The mini-series, due to be released this year, will tell the story of how Savile came from a working-class background to be one of the biggest stars in television and will also focus on his years of sexual abuse and the impact he had on his victims.
The makers of the programme were “working closely with many people whose lives were impacted by Savile to ensure their stories are told with sensitivity and respect”, the BBC said in a casting announcement last year.
Speaking on Channel 4’s Sunday Brunch, Coogan said there had been a “great deal of antipathy toward me doing it when it was announced”.

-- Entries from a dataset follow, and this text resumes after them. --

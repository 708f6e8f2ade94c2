use async_trait::async_trait;
use derive_more::Display;

use crate::model::absence::{AbsenceDraft, AbsenceFilters, AbsencePage, AbsenceRequest, ProcessAction};
use crate::model::id::Id;
use crate::model::leave_balance::{BalanceUpdate, LeaveBalance};

/// Failures reported by the upstream absence API.
#[derive(Debug, Display)]
pub enum StoreError {
    #[display(fmt = "upstream rejected the session token")]
    Unauthorized,
    #[display(fmt = "record not found")]
    NotFound,
    #[display(fmt = "upstream rejected request ({}): {}", status, message)]
    Rejected { status: u16, message: String },
    #[display(fmt = "upstream unreachable: {}", _0)]
    Transport(String),
    #[display(fmt = "unexpected upstream payload: {}", _0)]
    Decode(String),
}

impl std::error::Error for StoreError {}

impl StoreError {
    /// Message the upstream chose to show users, if any.
    pub fn user_message(&self) -> Option<&str> {
        match self {
            StoreError::Rejected { message, .. } if !message.is_empty() => Some(message),
            _ => None,
        }
    }
}

/// The upstream owner of absence records.
#[async_trait]
pub trait AbsenceStore: Send + Sync {
    async fn list(&self, filters: &AbsenceFilters) -> Result<AbsencePage, StoreError>;
    async fn get(&self, id: &Id) -> Result<AbsenceRequest, StoreError>;
    async fn create(&self, draft: &AbsenceDraft) -> Result<AbsenceRequest, StoreError>;
    async fn update(&self, id: &Id, draft: &AbsenceDraft) -> Result<AbsenceRequest, StoreError>;
    async fn process(&self, id: &Id, action: ProcessAction, comments: &str)
    -> Result<(), StoreError>;
    async fn cancel(&self, id: &Id) -> Result<(), StoreError>;
}

/// The upstream owner of leave balances.
#[async_trait]
pub trait LeaveBalanceStore: Send + Sync {
    async fn current_balance(&self, year: i32) -> Result<LeaveBalance, StoreError>;
    async fn employee_balance(&self, employee_id: &Id, year: i32)
    -> Result<LeaveBalance, StoreError>;
    async fn team_balances(
        &self,
        department_id: Option<&str>,
        year: i32,
    ) -> Result<Vec<LeaveBalance>, StoreError>;
    async fn update_balance(
        &self,
        employee_id: &Id,
        update: &BalanceUpdate,
    ) -> Result<LeaveBalance, StoreError>;
}
use crate::models::Claims;
use jsonwebtoken::{DecodingKey, Validation, decode};

/// Verifies a bearer token issued by the upstream API. The secret is shared
/// with the issuer; this service never mints tokens itself.
pub fn verify_token(token: &str, secret: &str) -> Result<Claims, String> {
    decode::<Claims>(
        token,
        &DecodingKey::from_secret(secret.as_bytes()),
        &Validation::default(),
    )
    .map(|data| data.claims)
    .map_err(|e| e.to_string())
}

#[cfg(test)]
pub(crate) fn issue_test_token(claims: &Claims, secret: &str) -> String {
    use jsonwebtoken::{EncodingKey, Header, encode};

    encode(
        &Header::default(),
        claims,
        &EncodingKey::from_secret(secret.as_bytes()),
    )
    .expect("test token encodes")
}
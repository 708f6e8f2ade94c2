//! Status state machine for absence requests and who may drive it.
//!
//! `pending` is the only initial state. `rejected` and `cancelled` are
//! terminal, `approved` can only move on to `cancelled`, and nothing ever
//! returns to `pending`. The upstream enforces the same rules; this copy
//! exists so illegal moves are refused before any local state changes.

use serde::Serialize;
use utoipa::ToSchema;

use crate::auth::auth::Session;
use crate::model::absence::{AbsenceRequest, AbsenceStatus};
use crate::model::role::Role;

pub fn authorize(session: &Session, request: &AbsenceRequest, target: AbsenceStatus) -> bool {
    use AbsenceStatus::*;

    match (request.status, target) {
        (Pending, Approved) | (Pending, Rejected) => session.role.is_privileged(),
        (Pending, Cancelled) | (Approved, Cancelled) => may_cancel(session, request),
        _ => false,
    }
}

fn may_cancel(session: &Session, request: &AbsenceRequest) -> bool {
    session.role == Role::Admin
        || request.employee_account_id == session.user_id
        || request.manager_id.as_ref() == Some(&session.user_id)
}

/// Buttons the details view may offer for one request.
#[derive(Debug, Clone, Copy, PartialEq, Eq, Serialize, ToSchema)]
pub struct AllowedActions {
    pub can_approve: bool,
    pub can_reject: bool,
    pub can_cancel: bool,
}

pub fn allowed_actions(session: &Session, request: &AbsenceRequest) -> AllowedActions {
    AllowedActions {
        can_approve: authorize(session, request, AbsenceStatus::Approved),
        can_reject: authorize(session, request, AbsenceStatus::Rejected),
        can_cancel: authorize(session, request, AbsenceStatus::Cancelled),
    }
}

“I understand people’s antagonism about the whole idea,” he said, but added that the script was “very intelligent” and “it was done in consultation with many of the victims of Jimmy Savile.
“And they came along to the shoot and their story was encompassed into the story of Jimmy Savile and I think with all these things, generally speaking, it’s better to talk about them than not talk about them.”
The script has been written by Neil McKay, whose other credits include BBC drama Four Lives, about serial killer Stephen Port, who drugged and raped four men before dumping their bodies near his home in Barking, east London.
The project also sees McKay work with Jeff Pope, who is an executive producer on The Reckoning.
Referring to ITV drama Des, in which David Tennant played serial killer Dennis Nilsen, Coogan said that while the actor had done a “brilliant job”, the series did not “attract the same kind of antagonism, even though his crimes were, in some ways, more horrific.
“I think that’s because Jimmy Savile played a trick on the entire nation so there’s a real feeling of antagonism about it, but you need to look at someone like that to understand how they’re able to operate and to prevent it happening again.”
Nilsen died behind bars in 2018, at the age of 72, having carried out a murder spree during the late 1970s and early 1980s.
Coogan said he also spoke to the actors who were portraying Savile’s victims before they filmed scenes.
He said: “I’d go and talk to them as myself and go ‘Hi, I’m Steve, I’m not Jimmy Savile, that’s who I’m going to play today’.
“And you’re playing a role and we’re going to do it professionally, and it was so that they knew that I was someone else. So it was a tightrope, but I think we did it properly…”
Savile died in 2011 aged 84, having never been brought to justice for his crimes.